Structural variant discovery in MENA individuals using Oxford Nanopore technology reveals clinically relevant variation | LC26

Abstract
Structural variants (SVs) are a major source of genomic diversity and influence disease susceptibility in humans; however, populations from the Middle East and North Africa (MENA) region remain critically underrepresented in global reference databases. This study provides the first detailed catalogue of structural variations in 61 individuals from diverse MENA countries, using ultra-long Oxford Nanopore sequencing. A scalable and dual-reference alignment-based method was employed to comprehensively detect and characterise SVs in these samples, a method suitable for large-scale population long-read sequencing. A robust multi-caller approach employing CuteSV, Sniffles, SVIM, and Delly was applied to both GRCh38 and T2T-CHM13 reference genomes, requiring consensus from at least three callers to classify SVs as high-confidence true positives. This approach identified 97,765 SVs using GRCh38 and 176,494 SVs using T2T-CHM13, the latter providing improved alignment and variant detection.
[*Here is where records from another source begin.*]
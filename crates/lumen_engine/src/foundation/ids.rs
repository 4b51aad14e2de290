//! Unique identifier generation
//!
//! Identifiers are plain `u64` values handed out by an [`IdGenerator`] owned by
//! whoever creates the objects (scene, resource manager). Values read back from
//! disk are reported with [`IdGenerator::observe`] so fresh ids never collide
//! with deserialized ones.

use std::sync::atomic::{AtomicU64, Ordering};

/// Monotonic, thread-safe id source
#[derive(Debug)]
pub struct IdGenerator {
    next: AtomicU64,
}

impl IdGenerator {
    /// Create a generator whose first id is 1 (0 is reserved for "none")
    pub const fn new() -> Self {
        Self {
            next: AtomicU64::new(1),
        }
    }

    /// Hand out the next unused id
    pub fn next_id(&self) -> u64 {
        self.next.fetch_add(1, Ordering::Relaxed)
    }

    /// Make sure `id` will never be handed out again
    pub fn observe(&self, id: u64) {
        self.next.fetch_max(id.saturating_add(1), Ordering::Relaxed);
    }
}

impl Default for IdGenerator {
    fn default() -> Self {
        Self::new()
    }
}
//! Configuration system

use std::path::Path;

pub use serde::{Deserialize, Serialize};

/// Configuration trait
///
/// The file format is chosen by extension: `.toml` or `.ron`.
pub trait Config: Serialize + for<'de> Deserialize<'de> + Default {
    /// Load configuration from file
    fn load_from_file(path: impl AsRef<Path>) -> Result<Self, ConfigError> {
        let path = path.as_ref();
        let contents = std::fs::read_to_string(path)?;

        match ConfigFormat::of(path)? {
            ConfigFormat::Toml => toml::from_str(&contents).map_err(|e| ConfigError::Parse(e.to_string())),
            ConfigFormat::Ron => ron::from_str(&contents).map_err(|e| ConfigError::Parse(e.to_string())),
        }
    }

    /// Load configuration from file, falling back to defaults when it is missing
    fn load_or_default(path: impl AsRef<Path>) -> Self {
        let path = path.as_ref();
        if !path.exists() {
            log::info!("No config at {}, using defaults", path.display());
            return Self::default();
        }
        Self::load_from_file(path).unwrap_or_else(|e| {
            log::warn!("Failed to load config {}: {e}, using defaults", path.display());
            Self::default()
        })
    }

    /// Save configuration to file
    fn save_to_file(&self, path: impl AsRef<Path>) -> Result<(), ConfigError> {
        let path = path.as_ref();
        let contents = match ConfigFormat::of(path)? {
            ConfigFormat::Toml => {
                toml::to_string_pretty(self).map_err(|e| ConfigError::Serialize(e.to_string()))?
            }
            ConfigFormat::Ron => ron::ser::to_string_pretty(self, ron::ser::PrettyConfig::default())
                .map_err(|e| ConfigError::Serialize(e.to_string()))?,
        };

        std::fs::write(path, contents).map_err(ConfigError::Io)
    }
}

enum ConfigFormat {
    Toml,
    Ron,
}

impl ConfigFormat {
    fn of(path: &Path) -> Result<Self, ConfigError> {
        match path.extension().and_then(|e| e.to_str()) {
            Some("toml") => Ok(Self::Toml),
            Some("ron") => Ok(Self::Ron),
            _ => Err(ConfigError::UnsupportedFormat(path.display().to_string())),
        }
    }
}

/// Configuration errors
#[derive(thiserror::Error, Debug)]
pub enum ConfigError {
    /// IO error
    #[error("IO error: {0}")]
    Io(#[from] std::io::Error),

    /// Parse error
    #[error("Parse error: {0}")]
    Parse(String),

    /// Serialization error
    #[error("Serialization error: {0}")]
    Serialize(String),

    /// Unsupported format
    #[error("Unsupported format: {0}")]
    UnsupportedFormat(String),

    /// A value failed validation
    #[error("Invalid configuration: {0}")]
    Invalid(String),
}
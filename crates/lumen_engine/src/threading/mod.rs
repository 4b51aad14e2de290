//! Worker thread pool
//!
//! Fire-and-forget closures go through [`Threading::add_task`]. Work whose
//! results the caller needs goes through [`Threading::run_parallel`], which
//! blocks on a [`WaitGroup`] until every job has finished instead of spinning.

use std::cell::Cell;
use std::thread;

use crossbeam::channel::{unbounded, Receiver, Sender};
use crossbeam::sync::WaitGroup;

type Job = Box<dyn FnOnce() + Send + 'static>;

thread_local! {
    static IS_WORKER: Cell<bool> = const { Cell::new(false) };
}

/// Fixed-size thread pool
pub struct Threading {
    workers: Vec<Worker>,
    sender: Option<Sender<Job>>,
}

impl Threading {
    /// Spawn `size` worker threads (at least one)
    pub fn new(size: usize) -> Self {
        let size = size.max(1);
        let (sender, receiver) = unbounded::<Job>();

        let workers = (0..size)
            .filter_map(|id| match Worker::spawn(id, receiver.clone()) {
                Ok(worker) => Some(worker),
                Err(e) => {
                    log::error!("Failed to spawn worker {id}: {e}");
                    None
                }
            })
            .collect::<Vec<_>>();

        log::info!("Threading initialized with {} workers", workers.len());
        Self {
            workers,
            sender: Some(sender),
        }
    }

    /// Number of live worker threads
    pub fn thread_count(&self) -> usize {
        self.workers.len()
    }

    /// Queue a closure; it runs to completion on some worker
    pub fn add_task<F>(&self, task: F)
    where
        F: FnOnce() + Send + 'static,
    {
        if self.workers.is_empty() {
            task();
            return;
        }
        let Some(sender) = &self.sender else {
            return;
        };
        if let Err(e) = sender.send(Box::new(task)) {
            log::error!("Worker queue closed, running task inline");
            (e.into_inner())();
        }
    }

    /// Run every job on the pool and wait for all of them
    ///
    /// Results come back in job order. A job that panics is missing from the
    /// output. Called from a worker thread, the jobs run inline so a busy pool
    /// can never wait on itself.
    pub fn run_parallel<T, F>(&self, jobs: Vec<F>) -> Vec<T>
    where
        T: Send + 'static,
        F: FnOnce() -> T + Send + 'static,
    {
        if IS_WORKER.with(Cell::get) || self.workers.is_empty() {
            return jobs.into_iter().map(|job| job()).collect();
        }

        let job_count = jobs.len();
        let (result_tx, result_rx) = unbounded();
        let wait_group = WaitGroup::new();

        for (index, job) in jobs.into_iter().enumerate() {
            let wait_group = wait_group.clone();
            let result_tx = result_tx.clone();
            self.add_task(move || {
                let result = job();
                // The receiver outlives the wait, so this cannot fail
                let _ = result_tx.send((index, result));
                drop(wait_group);
            });
        }
        drop(result_tx);
        wait_group.wait();

        let mut results: Vec<(usize, T)> = result_rx.try_iter().collect();
        if results.len() != job_count {
            log::warn!("{} of {job_count} parallel jobs did not complete", job_count - results.len());
        }
        results.sort_by_key(|(index, _)| *index);
        results.into_iter().map(|(_, result)| result).collect()
    }
}

impl Drop for Threading {
    fn drop(&mut self) {
        // Closing the channel lets every worker leave its loop
        self.sender.take();
        if IS_WORKER.with(Cell::get) {
            // Last handle released by a task; a worker can't join itself
            log::debug!("Threading released from a worker, detaching {} threads", self.workers.len());
            return;
        }
        for worker in self.workers.drain(..) {
            if worker.thread.join().is_err() {
                log::error!("Worker {} panicked", worker.id);
            }
        }
        log::debug!("Threading shut down");
    }
}

struct Worker {
    id: usize,
    thread: thread::JoinHandle<()>,
}

impl Worker {
    fn spawn(id: usize, receiver: Receiver<Job>) -> std::io::Result<Self> {
        let thread = thread::Builder::new()
            .name(format!("lumen-worker-{id}"))
            .spawn(move || {
                IS_WORKER.with(|flag| flag.set(true));
                while let Ok(job) = receiver.recv() {
                    job();
                }
            })?;

        Ok(Self { id, thread })
    }
}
Significantly, up to 20% of the SVs identified in the MENA population were previously unreported, highlighting the region's uncharted genomic diversity. We identified population-specific variants within genes linked to diseases, pharmacogenetics, and immune responses, including SVs approaching near-fixation within MENA individuals overlapping with Online Mendelian Inheritance in Man (OMIM) exons. This discrepancy poses a substantial risk of systematic clinical misclassification. Additionally, by integrating data from the 1K ONT SV catalogue, alongside chimpanzee and archaic hominin genomes, shared ancient variants were identified, and MENA-specific SVs were highlighted. These findings establish a foundational reference for structural variants relevant to MENA populations, demonstrating that reliance on incomplete or biased genomic databases can hinder accurate variant interpretation and clinical decision-making. The results emphasise the scientific and ethical necessity of enhancing genomic diversity within precision medicine to promote equitable health outcomes worldwide.

Biography
Dr Talal Al-Yazeedi is a PhD-trained geneticist with expertise in genomics, bioinformatics, and long-read sequencing technologies. His research focuses on genome assembly, structural variation, and infectious disease genomics, with applications in both basic research and translational science. He has published multiple peer-reviewed papers and has experience working with human, vector, and pathogen genomes, including mosquitoes, parasites, and wildlife species. Talal is particularly interested in developing cost-effective genomic approaches suitable for large-scale and diagnostic settings, and in applying genomics to disease surveillance, population genetics, and conservation.